Since a is continuous, then
\exists \gamma \gt 0 : |a(\vec{u_h}, \vec{v_h})| \le M \|\vec{u_h}\|_V \|\vec{v_h}\|_V \qquad \forall \vec{u_h}, \vec{v_h} \in V_h
Since a is coercive, then
\exists \alpha \gt 0 : a(\vec{u}, \vec{u}) \gt \alpha \|\vec{u}\|_V^2 \qquad \forall \vec{u_h} \in V_h
Since b is continuous, then
\exists \delta \gt 0 : |b(\vec{v_h}, q_h)| \le M \|\vec{v_h}\|_V \|q_h\|_Q \qquad \forall \vec{v_h} \in V_h, q_h \in Q_h
Since b is LBB, then
\exists \beta \gt 0 : \forall q_h \in Q_h \ \exists \vec{v_h} \in V_h \ b(\vec{v_h}, q) \ge \beta \|\vec{v_h}\|_V \|q_h\|_Q
Since
\begin{align*} |a(\vec{u}, \vec{v})| &= \left| \int_\Omega \sigma \vec{u} \cdot \vec{v} + \int_\Omega \nu \nabla\vec{u} \cdot \nabla\vec{v}\right| \\ &\le \left| \int_\Omega \sigma \vec{u} \cdot \vec{v} \right| + \left| \int_\Omega \nu \nabla\vec{u} \cdot \nabla\vec{v}\right| \\ &\le \sigma \|\vec{u}\|_{L^2(\Omega)} \|\vec{v}\|_{L^2(\Omega)} + \nu \|\nabla\vec{u}\|_{L^2(\Omega)} \|\nabla\vec{v}\|_{L^2(\Omega)} \\ &\le \max(\sigma, \nu) (\|\vec{u}\|_{L^2(\Omega)} \|\vec{v}\|_{L^2(\Omega)} + \|\nabla\vec{u}\|_{L^2(\Omega)} \|\nabla\vec{v}\|_{L^2(\Omega)}) \\ &= \max(\sigma, \nu) \left( \begin{bmatrix} \|\vec{u}\|_{L^2(\Omega)} \\ \|\nabla\vec{u}\|_{L^2(\Omega)} \end{bmatrix} \cdot \begin{bmatrix} \|\vec{v}\|_{L^2(\Omega)} \\ \|\nabla\vec{v}\|_{L^2(\Omega)} \end{bmatrix} \right) \\ &\le \max(\sigma, \nu) \left( \sqrt{\|\vec{u}\|_{L^2(\Omega)} + \|\nabla\vec{u}\|_{L^2(\Omega)}} \sqrt{\|\vec{v}\|_{L^2(\Omega)} + \|\nabla\vec{v}\|_{L^2(\Omega)}} \right) & (\dagger) \\ &= \max(\sigma, \nu) \|\vec{u}\|_V \|\vec{v}\|_V & (\ddagger) \end{align*}
where in (\dagger) we used the Cauchy-Schwarz inequality in \mathbb{R}^2 and in (\ddagger) we used the definition of seminorm in V, then \alpha = \max(\sigma, \nu).

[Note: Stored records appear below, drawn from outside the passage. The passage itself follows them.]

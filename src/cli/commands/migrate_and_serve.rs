use anyhow::Result;
use tracing::{debug, error, info, trace};

use super::serve::run_server;
use crate::config::AppConfig;
use crate::db::DatabaseHandle;

/// Opens the database and applies migrations before accepting requests.
pub async fn migrate_and_serve(config: AppConfig) -> Result<()> {
    trace!("Entering migrate_and_serve function");
    info!("Applying database migrations and starting server");
    debug!("Database URL: {}", config.database_url);

    let db = DatabaseHandle::new(config.database_url.clone(), true);
    match db.get().await {
        Ok(_) => {
            info!("Database migrations completed successfully");
        }
        Err(e) => {
            error!("Failed to migrate database '{}': {}", config.database_url, e);
            return Err(e.into());
        }
    }

    run_server(&config, db).await
}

In the case of \sigma \gt 0, it holds that
a(\vec{v}, \vec{v}) = \int_\Omega \sigma \vec{v}^2 + \int_\Omega \nu (\nabla\vec{v})^2 \ge \min(\sigma, \nu) (\|\vec{v}\|_{L^2(\Omega)}^2 + \|\nabla\vec{v}\|_{L^2(\Omega)}^2) = \min(\sigma, \nu) \|\vec{v}\|_V^2
In the case of \sigma = 0, we can use the Pointcaré inequality:
a(\vec{v}, \vec{v}) = \nu \|\nabla v\|_{L^2(\Omega)}^2 \ge \frac{1}{C} \|\vec{v}\|_{L^2(\Omega)} \simeq \|\vec{v}\|_V
In either case we have coercivity, in the first case we can also say that \alpha = \min(\sigma, \nu), in he other case, it is much more comples so we ignore that.
Since
|b(\vec{v}, q)| = \left| -\int_\Omega q \operatorname{div} \vec{v} \right| \le \|q\|_{L^2(\Omega)} \|\operatorname{div}\vec{v}\|_{L^2(\Omega)} \le \|q\|_{L^2(\Omega)} \|\vec{v}\|_V
then we have continuity of b with constant \delta = 1.

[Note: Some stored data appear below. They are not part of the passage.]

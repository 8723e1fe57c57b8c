//! Runtime configuration.
//!
//! Values are layered, later sources winning: built-in defaults, an optional
//! `fintrack.toml` in the working directory, then `FINTRACK_*` environment
//! variables (a `.env` file is loaded into the environment first).
//! Command-line flags are applied on top by the CLI.

use std::time::Duration;

use anyhow::{Context, Result};
use config::{Config, ConfigError, Environment, File};
use serde::Deserialize;
use tracing::debug;

pub const DEFAULT_DATABASE_URL: &str = "sqlite://fintrack.db?mode=rwc";
pub const DEFAULT_BIND_ADDRESS: &str = "0.0.0.0:3000";
pub const DEFAULT_REQUEST_TIMEOUT_SECS: u64 = 30;

const CONFIG_FILE: &str = "fintrack";
const ENV_PREFIX: &str = "FINTRACK";

#[derive(Debug, Clone, PartialEq, Deserialize)]
pub struct AppConfig {
    pub database_url: String,
    pub bind_address: String,
    pub request_timeout_secs: u64,
    /// Apply pending migrations when the database is first opened
    pub auto_migrate: bool,
}

impl AppConfig {
    /// Loads `.env`, `fintrack.toml` and the environment.
    pub fn load() -> Result<Self> {
        dotenvy::dotenv().ok();
        let config = Self::from_sources(CONFIG_FILE, ENV_PREFIX)
            .context("Failed to load configuration")?;
        debug!("Loaded configuration: {:?}", config);
        Ok(config)
    }

    fn from_sources(file: &str, env_prefix: &str) -> Result<Self, ConfigError> {
        Config::builder()
            .set_default("database_url", DEFAULT_DATABASE_URL)?
            .set_default("bind_address", DEFAULT_BIND_ADDRESS)?
            .set_default("request_timeout_secs", DEFAULT_REQUEST_TIMEOUT_SECS)?
            .set_default("auto_migrate", false)?
            .add_source(File::with_name(file).required(false))
            .add_source(Environment::with_prefix(env_prefix).try_parsing(true))
            .build()?
            .try_deserialize()
    }

    pub fn request_timeout(&self) -> Duration {
        Duration::from_secs(self.request_timeout_secs)
    }
}

impl Default for AppConfig {
    fn default() -> Self {
        Self {
            database_url: DEFAULT_DATABASE_URL.to_string(),
            bind_address: DEFAULT_BIND_ADDRESS.to_string(),
            request_timeout_secs: DEFAULT_REQUEST_TIMEOUT_SECS,
            auto_migrate: false,
        }
    }
}

#[cfg(test)]
mod tests {
    use super::*;

    #[test]
    fn test_defaults_without_sources() {
        let config = AppConfig::from_sources("does-not-exist", "FINTRACK_TEST_UNSET").unwrap();
        assert_eq!(config, AppConfig::default());
        assert_eq!(config.request_timeout(), Duration::from_secs(30));
    }

    #[test]
    fn test_file_overrides_defaults() {
        let path = std::env::temp_dir().join(format!("fintrack-config-{}.toml", std::process::id()));
        std::fs::write(
            &path,
            "bind_address = \"127.0.0.1:8080\"\nauto_migrate = true\nrequest_timeout_secs = 5\n",
        )
        .unwrap();

        let file = path.with_extension("");
        let config =
            AppConfig::from_sources(file.to_str().unwrap(), "FINTRACK_TEST_UNSET").unwrap();
        std::fs::remove_file(&path).unwrap();

        assert_eq!(config.bind_address, "127.0.0.1:8080");
        assert!(config.auto_migrate);
        assert_eq!(config.request_timeout_secs, 5);
        assert_eq!(config.database_url, DEFAULT_DATABASE_URL);
    }
}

By divinding both sides of the LBB condition by \|\vec{v}\|_V \|q\|_Q we get that what that condition is asking is that the velocity space should be larger enough w.r.t. the pressure space. The largest the space of velocicies, the more probable it is to find a suitable \beta coefficient.
The LBB condition can be rewritten as the inf sup condition:
\exists \beta \gt 0 : \inf_{q_h \in Q_h, q_h \ne 0} \sum_{\vec{v_h} \in V_h, \vec{v_h} \ne 0} \frac{b(\vec{v_h}, q_h)}{\|\vec{v}\|_V \|q_h\|_Q}
We will not go into details about the LBB condition but if it is satisfied, along with all the other conditions listed here, then S is non-singular, therefore the problem is well posed.
Assume we are using triangulation to generate the mesh. Let \mathbb{P}^n be the space of polynomials of degree n and let the velocity space and the pressure space be \mathbb{P}^r and \mathbb{P}^s respectively. If we take r = s then we will never get any LBBness. If we take the Taylor-Hood elements (i.e. r \ge 2, s = r - 1) then we are guaranteed to always get LBBness. s = 0, r = 1 is not LBB. r = 2, s = 0 is good.
If S is non-singular, then LBB is satisfied.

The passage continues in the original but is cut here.